#### TASK BRIEF:
Each line from the one containing "config path, honoring" through the final line of the data below must be repeated exactly.

#### DATA SECTION:
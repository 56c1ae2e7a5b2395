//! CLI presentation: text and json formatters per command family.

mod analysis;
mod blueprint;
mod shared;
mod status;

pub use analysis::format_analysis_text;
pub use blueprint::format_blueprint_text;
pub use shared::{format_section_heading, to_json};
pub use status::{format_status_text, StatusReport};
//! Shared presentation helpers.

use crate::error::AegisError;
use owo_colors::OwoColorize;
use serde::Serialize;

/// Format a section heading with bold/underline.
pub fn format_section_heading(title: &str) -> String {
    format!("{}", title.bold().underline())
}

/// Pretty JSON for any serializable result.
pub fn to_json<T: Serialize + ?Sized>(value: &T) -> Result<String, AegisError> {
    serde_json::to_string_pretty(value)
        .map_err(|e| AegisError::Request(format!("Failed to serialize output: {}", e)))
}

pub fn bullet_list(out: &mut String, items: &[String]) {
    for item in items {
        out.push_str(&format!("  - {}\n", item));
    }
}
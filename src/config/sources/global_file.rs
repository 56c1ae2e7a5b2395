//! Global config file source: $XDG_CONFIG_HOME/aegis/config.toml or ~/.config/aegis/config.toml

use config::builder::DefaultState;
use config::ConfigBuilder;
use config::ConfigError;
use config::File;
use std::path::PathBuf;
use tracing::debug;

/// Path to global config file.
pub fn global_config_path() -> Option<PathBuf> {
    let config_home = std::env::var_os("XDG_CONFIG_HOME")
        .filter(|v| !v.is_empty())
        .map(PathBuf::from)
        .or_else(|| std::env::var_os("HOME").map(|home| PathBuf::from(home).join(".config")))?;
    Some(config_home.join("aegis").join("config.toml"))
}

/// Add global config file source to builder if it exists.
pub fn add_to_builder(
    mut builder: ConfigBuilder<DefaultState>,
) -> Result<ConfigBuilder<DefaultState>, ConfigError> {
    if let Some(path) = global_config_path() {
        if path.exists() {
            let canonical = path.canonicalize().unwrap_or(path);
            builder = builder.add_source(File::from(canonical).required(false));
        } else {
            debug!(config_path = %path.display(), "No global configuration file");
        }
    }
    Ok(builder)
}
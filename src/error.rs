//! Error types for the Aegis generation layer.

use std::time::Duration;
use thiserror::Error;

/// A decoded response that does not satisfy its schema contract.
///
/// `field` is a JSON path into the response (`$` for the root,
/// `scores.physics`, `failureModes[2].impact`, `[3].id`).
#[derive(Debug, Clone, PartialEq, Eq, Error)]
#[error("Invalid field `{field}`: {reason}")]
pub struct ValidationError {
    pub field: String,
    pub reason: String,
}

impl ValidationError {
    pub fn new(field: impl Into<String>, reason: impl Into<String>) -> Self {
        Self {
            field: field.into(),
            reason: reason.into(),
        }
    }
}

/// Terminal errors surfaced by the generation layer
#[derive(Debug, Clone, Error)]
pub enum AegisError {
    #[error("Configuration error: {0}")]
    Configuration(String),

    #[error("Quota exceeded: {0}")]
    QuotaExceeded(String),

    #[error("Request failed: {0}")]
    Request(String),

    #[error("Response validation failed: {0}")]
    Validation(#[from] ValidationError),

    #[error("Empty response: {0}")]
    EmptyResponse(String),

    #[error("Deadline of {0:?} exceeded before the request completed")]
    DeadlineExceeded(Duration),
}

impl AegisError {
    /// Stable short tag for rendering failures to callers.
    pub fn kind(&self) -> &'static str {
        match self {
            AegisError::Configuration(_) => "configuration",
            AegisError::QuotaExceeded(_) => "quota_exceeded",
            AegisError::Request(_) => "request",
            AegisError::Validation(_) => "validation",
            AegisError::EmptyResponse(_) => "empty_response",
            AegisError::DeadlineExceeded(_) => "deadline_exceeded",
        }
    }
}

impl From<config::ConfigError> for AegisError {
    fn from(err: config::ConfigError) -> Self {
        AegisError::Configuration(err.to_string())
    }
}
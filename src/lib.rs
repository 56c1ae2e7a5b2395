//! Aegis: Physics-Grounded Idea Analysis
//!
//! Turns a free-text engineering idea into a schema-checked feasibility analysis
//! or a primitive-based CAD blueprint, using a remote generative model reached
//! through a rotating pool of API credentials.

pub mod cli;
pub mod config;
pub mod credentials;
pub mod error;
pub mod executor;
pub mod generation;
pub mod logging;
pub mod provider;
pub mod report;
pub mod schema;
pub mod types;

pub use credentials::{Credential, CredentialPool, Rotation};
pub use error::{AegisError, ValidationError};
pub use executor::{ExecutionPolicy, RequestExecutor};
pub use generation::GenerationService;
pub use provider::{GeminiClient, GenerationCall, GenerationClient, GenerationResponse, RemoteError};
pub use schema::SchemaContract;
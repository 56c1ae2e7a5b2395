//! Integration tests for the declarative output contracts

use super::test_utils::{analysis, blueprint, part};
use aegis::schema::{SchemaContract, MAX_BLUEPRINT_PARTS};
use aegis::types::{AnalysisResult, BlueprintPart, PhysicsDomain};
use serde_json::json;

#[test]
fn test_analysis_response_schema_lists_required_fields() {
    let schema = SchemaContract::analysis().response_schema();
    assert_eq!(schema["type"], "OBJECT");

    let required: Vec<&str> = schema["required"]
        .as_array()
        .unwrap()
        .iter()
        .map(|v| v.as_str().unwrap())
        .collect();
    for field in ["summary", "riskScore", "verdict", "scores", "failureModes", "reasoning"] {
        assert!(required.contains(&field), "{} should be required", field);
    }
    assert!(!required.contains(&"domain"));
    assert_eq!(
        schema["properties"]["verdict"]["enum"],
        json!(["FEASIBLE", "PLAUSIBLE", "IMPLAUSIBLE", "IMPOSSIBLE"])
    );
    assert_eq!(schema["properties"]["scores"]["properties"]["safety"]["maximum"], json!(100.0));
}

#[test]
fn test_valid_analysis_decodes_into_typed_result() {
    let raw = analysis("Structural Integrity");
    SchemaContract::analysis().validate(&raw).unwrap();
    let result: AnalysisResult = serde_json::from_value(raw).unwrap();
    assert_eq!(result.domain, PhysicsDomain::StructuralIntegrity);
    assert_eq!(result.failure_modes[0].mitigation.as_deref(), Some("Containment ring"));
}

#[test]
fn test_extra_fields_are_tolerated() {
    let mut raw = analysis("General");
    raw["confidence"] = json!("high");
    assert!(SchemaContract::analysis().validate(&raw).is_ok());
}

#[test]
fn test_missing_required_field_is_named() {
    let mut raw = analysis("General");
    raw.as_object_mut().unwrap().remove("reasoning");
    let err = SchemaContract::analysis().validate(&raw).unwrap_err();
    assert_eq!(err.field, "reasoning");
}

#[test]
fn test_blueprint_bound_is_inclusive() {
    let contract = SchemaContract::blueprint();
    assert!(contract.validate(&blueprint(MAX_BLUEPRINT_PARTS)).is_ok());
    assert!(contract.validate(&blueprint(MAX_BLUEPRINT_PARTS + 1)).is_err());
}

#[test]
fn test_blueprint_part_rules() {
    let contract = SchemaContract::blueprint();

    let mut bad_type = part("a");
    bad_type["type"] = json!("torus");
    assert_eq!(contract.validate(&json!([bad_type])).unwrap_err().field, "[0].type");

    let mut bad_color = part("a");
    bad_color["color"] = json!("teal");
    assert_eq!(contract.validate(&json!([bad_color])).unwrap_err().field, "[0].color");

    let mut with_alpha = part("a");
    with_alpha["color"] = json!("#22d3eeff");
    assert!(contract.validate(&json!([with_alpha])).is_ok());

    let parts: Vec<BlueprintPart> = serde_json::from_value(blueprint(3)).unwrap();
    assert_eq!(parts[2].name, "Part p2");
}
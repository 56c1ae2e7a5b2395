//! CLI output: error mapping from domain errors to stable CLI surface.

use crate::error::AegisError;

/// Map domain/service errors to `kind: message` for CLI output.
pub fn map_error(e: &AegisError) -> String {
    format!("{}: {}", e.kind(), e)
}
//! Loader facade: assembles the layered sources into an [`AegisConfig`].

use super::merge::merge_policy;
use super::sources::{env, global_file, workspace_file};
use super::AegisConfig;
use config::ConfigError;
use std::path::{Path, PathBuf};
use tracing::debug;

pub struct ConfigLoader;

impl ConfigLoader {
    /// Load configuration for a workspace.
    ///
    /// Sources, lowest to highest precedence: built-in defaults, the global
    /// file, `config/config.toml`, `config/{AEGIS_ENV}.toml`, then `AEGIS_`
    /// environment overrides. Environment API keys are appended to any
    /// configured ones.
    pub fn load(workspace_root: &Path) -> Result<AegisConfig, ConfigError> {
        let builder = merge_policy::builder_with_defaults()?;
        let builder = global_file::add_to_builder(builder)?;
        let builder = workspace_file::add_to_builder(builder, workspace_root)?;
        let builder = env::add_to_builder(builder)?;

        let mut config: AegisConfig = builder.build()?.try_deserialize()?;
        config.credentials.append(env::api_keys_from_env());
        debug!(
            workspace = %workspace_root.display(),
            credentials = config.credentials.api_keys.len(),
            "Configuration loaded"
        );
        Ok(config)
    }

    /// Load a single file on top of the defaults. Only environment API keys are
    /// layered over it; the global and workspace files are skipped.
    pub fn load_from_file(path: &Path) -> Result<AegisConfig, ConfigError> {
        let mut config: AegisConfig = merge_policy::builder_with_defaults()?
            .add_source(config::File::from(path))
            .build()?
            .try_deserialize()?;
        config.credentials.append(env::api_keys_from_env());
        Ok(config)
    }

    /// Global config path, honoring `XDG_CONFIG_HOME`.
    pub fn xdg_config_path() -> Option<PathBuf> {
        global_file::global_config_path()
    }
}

#### OUTPUT OF THE EXERCISE:
    /// Global config path, honoring `XDG_CONFIG_HOME`.
    pub fn xdg_config_path() -> Option<PathBuf> {
        global_file::global_config_path()
    }
}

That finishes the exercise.